Published on October 22nd, 2018 | by Guest


Leap Motion review: A glimpse into the future of computing

There was a time when the human-computer interactions were limited to the use of keyboards and mouse. Though a majority of the users still rely on the mouse-keyword union to interact with the computer, the introduction of touchscreens has provided us with an alternative which is more accurate and more convenient. But what is next? Will it be possible to instruct the computer without any direct contact, with nothing but a combination of voice and gesture?

The answer is yes. Interestingly, we already have a device that can revolutionize the way we humans interact with our computers. Leap Motion is the first successful product in the mainstream market that the users you to manipulate digital objects on their computers just with the hand gestures. In fact, the Leap Motion Controller device tracks the movement of your hands within eight cubic feet of space with impressive speed and accuracy.

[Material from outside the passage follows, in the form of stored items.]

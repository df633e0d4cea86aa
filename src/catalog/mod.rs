pub mod loader;

use std::collections::HashMap;

use chrono::{DateTime, Utc};
use ndarray::{Array2, ArrayView1};
use serde::{Deserialize, Serialize};

use crate::core::CatalogItem;

pub use loader::{ArtifactSource, FsSource, MemorySource};

/// Lifecycle state of one domain catalog
#[derive(Debug, Clone, Copy, PartialEq, Eq, Serialize, Deserialize)]
#[serde(rename_all = "lowercase")]
pub enum CatalogStatus {
    /// Construction started, artifacts not loaded yet
    Loading,
    /// Artifacts loaded and validated; serving requests
    Ready,
    /// Loading failed; inert until an explicit successful reload
    Failed,
}

/// Immutable, in-memory item table plus the combined feature matrix.
///
/// Built once by [`loader::load`], then shared read-only across requests.
/// A reload constructs a fresh instance; nothing here is ever mutated.
#[derive(Debug)]
pub struct Catalog {
    items: Vec<CatalogItem>,
    matrix: Array2<f32>,
    /// L2 norm per matrix row, precomputed at load time
    norms: Vec<f64>,
    /// Sorted, deduplicated tag vocabulary
    tags: Vec<String>,
    id_index: HashMap<String, usize>,
    /// Lowercase "name creator" per item, for substring search
    search_strings: Vec<String>,
    /// Popularity values sorted ascending, for percentile predicates
    popularity_sorted: Vec<f64>,
    loaded_at: DateTime<Utc>,
}

impl Catalog {
    pub(crate) fn from_parts(items: Vec<CatalogItem>, matrix: Array2<f32>) -> Self {
        let norms = matrix
            .rows()
            .into_iter()
            .map(|row| row.iter().map(|v| (*v as f64).powi(2)).sum::<f64>().sqrt())
            .collect();

        let id_index = items
            .iter()
            .enumerate()
            .map(|(i, item)| (item.id.clone(), i))
            .collect();

        let search_strings = items
            .iter()
            .map(|item| format!("{} {}", item.name, item.creator).to_lowercase())
            .collect();

        let mut tags: Vec<String> = items
            .iter()
            .flat_map(|item| item.tags.iter().cloned())
            .collect();
        tags.sort();
        tags.dedup();

        let mut popularity_sorted: Vec<f64> = items.iter().map(|i| i.popularity).collect();
        popularity_sorted.sort_by(|a, b| a.partial_cmp(b).unwrap_or(std::cmp::Ordering::Equal));

        Self {
            items,
            matrix,
            norms,
            tags,
            id_index,
            search_strings,
            popularity_sorted,
            loaded_at: Utc::now(),
        }
    }

    pub fn len(&self) -> usize {
        self.items.len()
    }

    pub fn is_empty(&self) -> bool {
        self.items.is_empty()
    }

    /// Feature space dimensionality
    pub fn dim(&self) -> usize {
        self.matrix.ncols()
    }

    pub fn items(&self) -> &[CatalogItem] {
        &self.items
    }

    pub fn item(&self, index: usize) -> &CatalogItem {
        &self.items[index]
    }

    /// Resolve an item id to its row index
    pub fn index_of(&self, id: &str) -> Option<usize> {
        self.id_index.get(id).copied()
    }

    /// Resolve ids to items, preserving request order; unknown ids are
    /// silently dropped
    pub fn get_items(&self, ids: &[String]) -> Vec<&CatalogItem> {
        ids.iter()
            .filter_map(|id| self.index_of(id))
            .map(|i| &self.items[i])
            .collect()
    }

    pub fn tags(&self) -> &[String] {
        &self.tags
    }

    pub fn row(&self, index: usize) -> ArrayView1<'_, f32> {
        self.matrix.row(index)
    }

    pub fn norm(&self, index: usize) -> f64 {
        self.norms[index]
    }

    pub fn search_string(&self, index: usize) -> &str {
        &self.search_strings[index]
    }

    /// Nearest-rank popularity percentile, `p` in [0, 1]
    pub fn popularity_percentile(&self, p: f64) -> f64 {
        if self.popularity_sorted.is_empty() {
            return 0.0;
        }
        let n = self.popularity_sorted.len();
        let rank = (p.clamp(0.0, 1.0) * (n as f64 - 1.0)).round() as usize;
        self.popularity_sorted[rank.min(n - 1)]
    }

    pub fn loaded_at(&self) -> DateTime<Utc> {
        self.loaded_at
    }
}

Why is Leap Motion so significant?

As said, up until now, almost every interaction with the computer program required an intermediary between the human hand and the digital environment. Leap motion tries to bridge the gap by allowing the users to manipulate computer programs just like they manipulate objects in the real world.

How does Leap Motion work?

Leap Motion did not just appear out of nowhere. There has been a lot of development revolving the Leap Motion platform in the past few years. To understand how this device works, you need to learn a few things about its hardware as well as the software.

  • Hardware:

The hardware part in the Leap Motion Controller is actually quite simple to understand. It consists of two cameras and three infrared LEDs. These components allow the device to track infrared light (with a wavelength of 850 nanometers) that is outside the visible light spectrum.

Leap Motion Interaction Area.jpg

Source here

The wide angle lenses in the device allow the Leap Motion controller to function at a large interaction space of eight cubic feet. The interaction area looks something like an inverted pyramid as mentioned in the picture above. Earlier, the viewing range of the Leap Motion controller used to be 2 feet (60 cm) above the device. Thanks to the Orion beta software, the range has been expanded to 2.6 feet (80 cm).

Interestingly, the range of the controller is limited by the LED light propagation through space as it becomes harder for the device to infer the user’s hand’s position in 3D beyond a certain distance. Also, the LED light intensity is limited by the maximum current that can be drawn over the USB connectivity.

Currently, the USB controller of the device reads the sensor data into its very own local memory and then performs the necessary resolution modifications. The Leap Motion tracking software then streams the data via USB. The data finally takes the form of a grayscale stereo image of the nearby infrared light spectrum, separated into the right and left cameras.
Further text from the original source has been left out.